Aan de andere kant bestempelt de gemeente bestempelt zich tot ‘eerste overheid’.
En wil aldus meer taken en verantwoordelijkheden, en meer budget.
Maar wijst, wanneer het verkeerd gaat, meestal naar het Rijk.
Dan is de kwaliteit van de wetgeving of geld uit ‘Den Haag’ onvoldoende.
Een gezin, waarin eerst de ene dominant is, verandert in een huishouden waarin de krachtsverhoudingen totaal anders liggen.
En hoe is het anno 2017 met het huwelijk tussen gemeenten en Rijk?
Er is sprake van institutionele, financiële en democratische verhoudingen die uit balans zijn.
De echtelieden lijken vaak niet te praten.
Sterker, ze spreken eigenlijk een ander dialect, een andere taal.
We zijn teruggekomen bij het begin van mijn verhaal.
Het huwelijk tussen Rijk en gemeenten vertoont alle kenmerken van een echtelijke crisis, maar de echtelieden zitten nog in de ontkennende fase.
Aan hen ligt het niet, maar de ander …
De relatie tussen de overheden zijn in dit echtelijk verbond ondoorgrondelijk en onoverzichtelijk geworden.
Burgers kloppen aan bij het verkeerde loket.
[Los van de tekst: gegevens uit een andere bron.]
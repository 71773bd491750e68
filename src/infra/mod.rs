//! Infrastructure adapters and runtime bootstrap.

pub mod db;
pub mod error;
pub mod http;
pub mod purge;
pub mod registry;
pub mod revalidate_client;
pub mod telemetry;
Dan rijst vanzelf de vraag: hoe kunnen we nog rekenen op vertrouwen van de belastingbetaler?
De RFV verdwijnt vandaag, maar het vraagstuk van de financiële verhoudingen niet. Het is dus aan de ROB om financiële vraagstukken te verbinden met het democratische vraagstuk.
No taxation without representation, zeiden de Amerikanen tegen de Britse Koning.
Hier in Nederland hebben we zowel taxation als representation, maar de relatie tussen de twee is zoek.
Bij het leggen van die relatie speelt informatie een cruciale rol.
In 2018 treedt een nieuwe comptabiliteitswet in werking. Nieuw daarin is paragraaf 4.2 waarin de verantwoording bij gedeelde taken en bevoegdheden geregeld wordt.
De vakminister wordt expliciet verantwoordelijk voor het verzamelen van informatie over beleid waaraan het geld in zijn begroting ten grondslag ligt.
Alleen met deze informatie kunnen we vaststellen of we waar voor ons geld krijgen.
De wet markeert een nieuwe verandering in het huwelijk tussen Rijk en gemeenten.
Resteert het onderliggende, principiële debat.
De Geer had in 1929 met zijn gemeentefonds duidelijk een centralistisch doel. De huidige gemeentewet uit 1992, artikel 117, stelt echter onomwonden dat iedere overheidstaak allereerst een gemeentelijke taak is.
Tenzij het doelmatiger is op grotere schaal te werken, dan krijgt de wetgever opdracht te kijken naar provincies en rijk.
Nu hebben gemeenten de afgelopen jaren meer taken en meer budget gekregen. Maar is dat doelmatiger? Niemand die het weet!
Daar bovenop komt vraag is hoe het sinds de drie grote decentralisaties gesteld is met de rechtsgelijkheid voor inwoners van Nederland?
Er is expliciet voor ongelijkheid tussen gemeenten gekozen. Zoals de Raad van State in zijn jaarverslag over 2009? terecht opmerkt: een opvallende ontwikkeling na een periode waarin de nadruk lang op eenheid en gelijkheid van burgers lag.
Ik denk dat de “grondige herbezinning” waartoe de RFv heeft opgeroepen daarover moet gaan.
Zoals Tolstoj stelde: ieder gezin is op zijn eigen wijze ongelukkig.
Voor de nieuwe ROB ligt hier een mooie uitdaging om met die herbezinning een nieuw hoofdstuk in de Nederlandse geschiedenis te helpen schrijven.
Ik wens hen daarmee veel succes en wijsheid.